## TASK TO CARRY OUT
The entries that follow should be duplicated in full, without a single alteration.

[Extracted data entries]
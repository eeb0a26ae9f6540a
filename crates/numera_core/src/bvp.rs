//! Two-point boundary-value problems: shooting and finite differences.

use crate::autodiff::{Dual, HyperDual};
use crate::equation_engine::{Expression, ScratchScalar};
use crate::ivp::{integrate, OdeMethod, StepControl, Trajectory};
use crate::nonlinear::{solve_newton, NewtonSettings};
use crate::traits::{lit, OdeSystem, Residual};
use anyhow::{bail, Context, Result};
use log::{debug, info};
use serde::{Deserialize, Serialize};

/// An IVP with one unknown initial value, fixed by a condition at `t_end`.
#[derive(Debug, Clone, Serialize, Deserialize)]
pub struct ShootingProblem {
    pub t0: f64,
    pub t_end: f64,
    /// Known initial values; the entry at `unknown_index` is replaced by each guess.
    pub initial_state: Vec<f64>,
    pub unknown_index: usize,
    pub target_index: usize,
    pub target_value: f64,
    pub guesses: (f64, f64),
    pub method: OdeMethod,
    pub steps: StepControl,
}

#[derive(Debug, Clone, Copy, Serialize, Deserialize)]
#[serde(default)]
pub struct ShootingSettings {
    pub tolerance: f64,
    pub max_iterations: usize,
}

impl Default for ShootingSettings {
    fn default() -> Self {
        Self {
            tolerance: 1e-8,
            max_iterations: 100,
        }
    }
}

#[derive(Debug, Clone, PartialEq, Serialize, Deserialize)]
pub struct ShootingIteration {
    pub guess: f64,
    pub boundary_value: f64,
    pub residual: f64,
}

#[derive(Debug, Clone, Serialize, Deserialize)]
pub struct ShootingResult {
    pub guess: f64,
    pub trajectory: Trajectory,
    /// Secant updates performed.
    pub iterations: usize,
    pub history: Vec<ShootingIteration>,
}

/// Solves for the unknown initial value with a secant iteration on the
/// boundary residual `y_target(t_end) - target_value`.
pub fn shoot<S>(
    system: &S,
    problem: &ShootingProblem,
    settings: ShootingSettings,
) -> Result<ShootingResult>
where
    S: OdeSystem<f64> + OdeSystem<Dual> + OdeSystem<HyperDual>,
{
    let dim = OdeSystem::<f64>::dimension(system);
    if problem.initial_state.len() != dim {
        bail!(
            "Initial state dimension mismatch. Expected {}, got {}.",
            dim,
            problem.initial_state.len()
        );
    }
    if problem.unknown_index >= dim || problem.target_index >= dim {
        bail!(
            "unknown_index ({}) and target_index ({}) must be below the dimension {}.",
            problem.unknown_index,
            problem.target_index,
            dim
        );
    }
    if !(settings.tolerance > 0.0) {
        bail!("tolerance must be positive.");
    }
    if settings.max_iterations == 0 {
        bail!("max_iterations must be greater than zero.");
    }

    let fire = |guess: f64| -> Result<(f64, Trajectory)> {
        let mut state = problem.initial_state.clone();
        state[problem.unknown_index] = guess;
        let trajectory = integrate(
            system,
            problem.method,
            problem.t0,
            &state,
            problem.t_end,
            problem.steps,
        )
        .with_context(|| format!("Integration failed for guess {}.", guess))?;
        let value = trajectory.final_state()[problem.target_index];
        debug!("Shooting guess {} reaches {}", guess, value);
        Ok((value, trajectory))
    };

    let mut history = Vec::new();

    let (mut g_prev, mut g_cur) = problem.guesses;
    let (mut b_prev, trajectory) = fire(g_prev)?;
    if record(&mut history, problem, g_prev, b_prev).abs() <= settings.tolerance {
        return Ok(ShootingResult {
            guess: g_prev,
            trajectory,
            iterations: 0,
            history,
        });
    }
    let (mut b_cur, mut trajectory) = fire(g_cur)?;
    let mut residual = record(&mut history, problem, g_cur, b_cur);

    for iteration in 1..=settings.max_iterations {
        if residual.abs() <= settings.tolerance {
            info!(
                "Shooting converged to initial value {} after {} iterations.",
                g_cur,
                iteration - 1
            );
            return Ok(ShootingResult {
                guess: g_cur,
                trajectory,
                iterations: iteration - 1,
                history,
            });
        }
        if b_cur == b_prev {
            bail!(
                "Guesses {} and {} reach the same boundary value {}.",
                g_prev,
                g_cur,
                b_cur
            );
        }

        let next = g_prev + (problem.target_value - b_prev) * (g_cur - g_prev) / (b_cur - b_prev);
        g_prev = g_cur;
        b_prev = b_cur;
        g_cur = next;
        (b_cur, trajectory) = fire(g_cur)?;
        residual = record(&mut history, problem, g_cur, b_cur);
    }

    if residual.abs() <= settings.tolerance {
        return Ok(ShootingResult {
            guess: g_cur,
            trajectory,
            iterations: settings.max_iterations,
            history,
        });
    }
    bail!(
        "Shooting failed to converge in {} iterations (residual {}).",
        settings.max_iterations,
        residual
    )
}

fn record(
    history: &mut Vec<ShootingIteration>,
    problem: &ShootingProblem,
    guess: f64,
    boundary_value: f64,
) -> f64 {
    let residual = boundary_value - problem.target_value;
    history.push(ShootingIteration {
        guess,
        boundary_value,
        residual,
    });
    residual
}

#[derive(Debug, Clone, Serialize, Deserialize)]
pub struct FiniteDifferenceSolution {
    /// Grid including both boundary nodes.
    pub xs: Vec<f64>,
    pub ys: Vec<f64>,
    pub iterations: usize,
    pub residual_norm: f64,
}

/// Central-difference residual of `y'' = f(x, y, y')` at the interior nodes.
struct CollocationResidual<'a> {
    equation: &'a Expression,
    a: f64,
    h: f64,
    ya: f64,
    yb: f64,
    nodes: usize,
}

impl<T: ScratchScalar> Residual<T> for CollocationResidual<'_> {
    fn dimension(&self) -> usize {
        self.nodes
    }

    fn residual(&self, y: &[T], out: &mut [T]) {
        let h: T = lit(self.h);
        let h2 = h * h;
        let two: T = lit(2.0);
        let n = self.nodes;
        for i in 0..n {
            let left = if i == 0 { lit(self.ya) } else { y[i - 1] };
            let right = if i + 1 == n { lit(self.yb) } else { y[i + 1] };
            let x: T = lit(self.a + (i + 1) as f64 * self.h);
            let slope = (right - left) / (two * h);
            let rhs = self.equation.eval(&[x, y[i], slope]);
            out[i] = (left - two * y[i] + right) / h2 - rhs;
        }
    }
}

/// Solves `y'' = f(x, y, y')`, `y(a) = ya`, `y(b) = yb` on `nodes` interior
/// points with spacing `h = (b - a) / (nodes + 1)`.
///
/// `equation` is an expression over `[x, y, y']` in that order.
pub fn finite_difference(
    equation: &Expression,
    a: f64,
    b: f64,
    ya: f64,
    yb: f64,
    nodes: usize,
    settings: NewtonSettings,
) -> Result<FiniteDifferenceSolution> {
    if equation.variables().len() != 3 {
        bail!(
            "Equation must be written over [x, y, y'], got variables {:?}.",
            equation.variables()
        );
    }
    if nodes == 0 {
        bail!("At least one interior node is required.");
    }
    if !(a.is_finite() && b.is_finite()) || b <= a {
        bail!("Invalid interval [{}, {}].", a, b);
    }

    let h = (b - a) / (nodes + 1) as f64;
    let residual = CollocationResidual {
        equation,
        a,
        h,
        ya,
        yb,
        nodes,
    };
    // Straight line between the boundary values.
    let guess: Vec<f64> = (1..=nodes)
        .map(|i| ya + (yb - ya) * i as f64 / (nodes + 1) as f64)
        .collect();

    let solved = solve_newton(&residual, &guess, settings)
        .context("Finite-difference system did not converge.")?;
    info!(
        "Finite differences solved {} nodes in {} Newton steps.",
        nodes, solved.iterations
    );

    let xs: Vec<f64> = (0..nodes + 2).map(|i| a + i as f64 * h).collect();
    let mut ys = Vec::with_capacity(nodes + 2);
    ys.push(ya);
    ys.extend_from_slice(&solved.state);
    ys.push(yb);

    Ok(FiniteDifferenceSolution {
        xs,
        ys,
        iterations: solved.iterations,
        residual_norm: solved.residual_norm,
    })
}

## EXERCISE RESPONSE
repository eeb0a26ae9f6540a
filename crates/numera_core/src/bvp.rs
//! Two-point boundary-value problems: shooting and finite differences.

use crate::autodiff::{Dual, HyperDual};
use crate::equation_engine::{Expression, ScratchScalar};
use crate::ivp::{integrate, OdeMethod, StepControl, Trajectory};
use crate::nonlinear::{solve_newton, NewtonSettings};
use crate::traits::{lit, OdeSystem, Residual};
use anyhow::{bail, Context, Result};
use log::{debug, info};
use serde::{Deserialize, Serialize};

/// An IVP with one unknown initial value, fixed by a condition at `t_end`.
#[derive(Debug, Clone, Serialize, Deserialize)]
pub struct ShootingProblem {
    pub t0: f64,
    pub t_end: f64,
    /// Known initial values; the entry at `unknown_index` is replaced by each guess.
    pub initial_state: Vec<f64>,
    pub unknown_index: usize,
    pub target_index: usize,
    pub target_value: f64,
    pub guesses: (f64, f64),
    pub method: OdeMethod,
    pub steps: StepControl,
}

#[derive(Debug, Clone, Copy, Serialize, Deserialize)]
#[serde(default)]
pub struct ShootingSettings {
    pub tolerance: f64,
    pub max_iterations: usize,
}

impl Default for ShootingSettings {
    fn default() -> Self {
        Self {
            tolerance: 1e-8,
            max_iterations: 100,
        }
    }
}

#[derive(Debug, Clone, PartialEq, Serialize, Deserialize)]
pub struct ShootingIteration {
    pub guess: f64,
    pub boundary_value: f64,
    pub residual: f64,
}

#[derive(Debug, Clone, Serialize, Deserialize)]
pub struct ShootingResult {
    pub guess: f64,
    pub trajectory: Trajectory,
    /// Secant updates performed.
    pub iterations: usize,
    pub history: Vec<ShootingIteration>,
}

/// Solves for the unknown initial value with a secant iteration on the
/// boundary residual `y_target(t_end) - target_value`.
pub fn shoot<S>(
    system: &S,
    problem: &ShootingProblem,
    settings: ShootingSettings,
) -> Result<ShootingResult>
where
    S: OdeSystem<f64> + OdeSystem<Dual> + OdeSystem<HyperDual>,
{
    let dim = OdeSystem::<f64>::dimension(system);
    if problem.initial_state.len() != dim {
        bail!(
            "Initial state dimension mismatch. Expected {}, got {}.",
            dim,
            problem.initial_state.len()
        );
    }
    if problem.unknown_index >= dim || problem.target_index >= dim {
        bail!(
            "unknown_index ({}) and target_index ({}) must be below the dimension {}.",
            problem.unknown_index,
            problem.target_index,
            dim
        );
    }
    if !(settings.tolerance > 0.0) {
        bail!("tolerance must be positive.");
    }
    if settings.max_iterations == 0 {
        bail!("max_iterations must be greater than zero.");
    }

    let fire = |guess: f64| -> Result<(f64, Trajectory)> {
        let mut state = problem.initial_state.clone();
        state[problem.unknown_index] = guess;
        let trajectory = integrate(
            system,
            problem.method,
            problem.t0,
            &state,
            problem.t_end,
            problem.steps,
        )
        .with_context(|| format!("Integration failed for guess {}.", guess))?;
        let value = trajectory.final_state()[problem.target_index];
        debug!("Shooting guess {} reaches {}", guess, value);
        Ok((value, trajectory))
    };

    let mut history = Vec::new();

    let (mut g_prev, mut g_cur) = problem.guesses;
    let (mut b_prev, trajectory) = fire(g_prev)?;
    if record(&mut history, problem, g_prev, b_prev).abs() <= settings.tolerance {
        return Ok(ShootingResult {
            guess: g_prev,
            trajectory,
            iterations: 0,
            history,
        });
    }
    let (mut b_cur, mut trajectory) = fire(g_cur)?;
    let mut residual = record(&mut history, problem, g_cur, b_cur);

    for iteration in 1..=settings.max_iterations {
        if residual.abs() <= settings.tolerance {
            info!(
                "Shooting converged to initial value {} after {} iterations.",
                g_cur,
                iteration - 1
            );
            return Ok(ShootingResult {
                guess: g_cur,
                trajectory,
                iterations: iteration - 1,
                history,
            });
        }
        if b_cur == b_prev {
            bail!(
                "Guesses {} and {} reach the same boundary value {}.",
                g_prev,
                g_cur,
                b_cur
            );
        }

        let next = g_prev + (problem.target_value - b_prev) * (g_cur - g_prev) / (b_cur - b_prev);
        g_prev = g_cur;
        b_prev = b_cur;
        g_cur = next;
        (b_cur, trajectory) = fire(g_cur)?;
        residual = record(&mut history, problem, g_cur, b_cur);
    }

    if residual.abs() <= settings.tolerance {
        return Ok(ShootingResult {
            guess: g_cur,
            trajectory,
            iterations: settings.max_iterations,
            history,
        });
    }
    bail!(
        "Shooting failed to converge in {} iterations (residual {}).",
        settings.max_iterations,
        residual
    )
}

fn record(
    history: &mut Vec<ShootingIteration>,
    problem: &ShootingProblem,
    guess: f64,
    boundary_value: f64,
) -> f64 {
    let residual = boundary_value - problem.target_value;
    history.push(ShootingIteration {
        guess,
        boundary_value,
        residual,
    });
    residual
}

#[derive(Debug, Clone, Serialize, Deserialize)]
pub struct FiniteDifferenceSolution {
    /// Grid including both boundary nodes.
    pub xs: Vec<f64>,
    pub ys: Vec<f64>,
    pub iterations: usize,
    pub residual_norm: f64,
}

/// Central-difference residual of `y'' = f(x, y, y')` at the interior nodes.
struct CollocationResidual<'a> {
    equation: &'a Expression,
    a: f64,
    h: f64,
    ya: f64,
    yb: f64,
    nodes: usize,
}

impl<T: ScratchScalar> Residual<T> for CollocationResidual<'_> {
    fn dimension(&self) -> usize {
        self.nodes
    }

    fn residual(&self, y: &[T], out: &mut [T]) {
        let h: T = lit(self.h);
        let h2 = h * h;
        let two: T = lit(2.0);
        let n = self.nodes;
        for i in 0..n {
            let left = if i == 0 { lit(self.ya) } else { y[i - 1] };
            let right = if i + 1 == n { lit(self.yb) } else { y[i + 1] };
            let x: T = lit(self.a + (i + 1) as f64 * self.h);
            let slope = (right - left) / (two * h);
            let rhs = self.equation.eval(&[x, y[i], slope]);
            out[i] = (left - two * y[i] + right) / h2 - rhs;
        }
    }
}

/// Solves `y'' = f(x, y, y')`, `y(a) = ya`, `y(b) = yb` on `nodes` interior
/// points with spacing `h = (b - a) / (nodes + 1)`.
///
/// `equation` is an expression over `[x, y, y']` in that order.
pub fn finite_difference(
    equation: &Expression,
    a: f64,
    b: f64,
    ya: f64,
    yb: f64,
    nodes: usize,
    settings: NewtonSettings,
) -> Result<FiniteDifferenceSolution> {
    if equation.variables().len() != 3 {
        bail!(
            "Equation must be written over [x, y, y'], got variables {:?}.",
            equation.variables()
        );
    }
    if nodes == 0 {
        bail!("At least one interior node is required.");
    }
    if !(a.is_finite() && b.is_finite()) || b <= a {
        bail!("Invalid interval [{}, {}].", a, b);
    }

    let h = (b - a) / (nodes + 1) as f64;
    let residual = CollocationResidual {
        equation,
        a,
        h,
        ya,
        yb,
        nodes,
    };
    // Straight line between the boundary values.
    let guess: Vec<f64> = (1..=nodes)
        .map(|i| ya + (yb - ya) * i as f64 / (nodes + 1) as f64)
        .collect();

    let solved = solve_newton(&residual, &guess, settings)
        .context("Finite-difference system did not converge.")?;
    info!(
        "Finite differences solved {} nodes in {} Newton steps.",
        nodes, solved.iterations
    );

    let xs: Vec<f64> = (0..nodes + 2).map(|i| a + i as f64 * h).collect();
    let mut ys = Vec::with_capacity(nodes + 2);
    ys.push(ya);
    ys.extend_from_slice(&solved.state);
    ys.push(yb);

    Ok(FiniteDifferenceSolution {
        xs,
        ys,
        iterations: solved.iterations,
        residual_norm: solved.residual_norm,
    })
}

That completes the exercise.